**EXTRACTED ENTRIES:**

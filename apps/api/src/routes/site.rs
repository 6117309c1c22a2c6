use axum::Json;
use content::{Profile, Project};

/// GET /api/about
pub async fn handle_about() -> Json<Profile> {
    Json(content::profile())
}

/// GET /api/projects
pub async fn handle_projects() -> Json<Vec<Project>> {
    Json(content::projects())
}
use anyhow::{Context, Result};
use tracing::info;
use tracing_subscriber::{layer::SubscriberExt, util::SubscriberInitExt, EnvFilter};

use web::{ApiClient, FileStore, PageController, WebConfig};

#[tokio::main]
async fn main() -> Result<()> {
    let config = WebConfig::from_env();

    // Initialize structured logging
    tracing_subscriber::registry()
        .with(EnvFilter::try_from_default_env().unwrap_or_else(|_| {
            EnvFilter::new(format!("{}={}", env!("CARGO_PKG_NAME"), &config.rust_log))
        }))
        .with(tracing_subscriber::fmt::layer().with_writer(std::io::stderr))
        .init();

    info!("Starting portfolio page controller v{}", env!("CARGO_PKG_VERSION"));
    info!("Content API at {}", config.api_url);

    let store = FileStore::open(&config.preferences_path);
    let mut controller =
        PageController::new(ApiClient::new(&config.api_url), Box::new(store), config.prefers_dark);

    let report = controller.load_content().await;
    if !report.online {
        info!("Backend unreachable; static content stays on display");
    }

    let html = controller.render();
    match &config.output_path {
        Some(path) => {
            std::fs::write(path, &html)
                .with_context(|| format!("Failed to write page to {}", path.display()))?;
            info!("Wrote page to {}", path.display());
        }
        None => println!("{html}"),
    }

    Ok(())
}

**ASSIGNED TASK:**
All lines from the listing above that include "EnvFilter" should be shown.

**RESULT OF THE TASK:**
use tracing_subscriber::{layer::SubscriberExt, util::SubscriberInitExt, EnvFilter};
        .with(EnvFilter::try_from_default_env().unwrap_or_else(|_| {
            EnvFilter::new(format!("{}={}", env!("CARGO_PKG_NAME"), &config.rust_log))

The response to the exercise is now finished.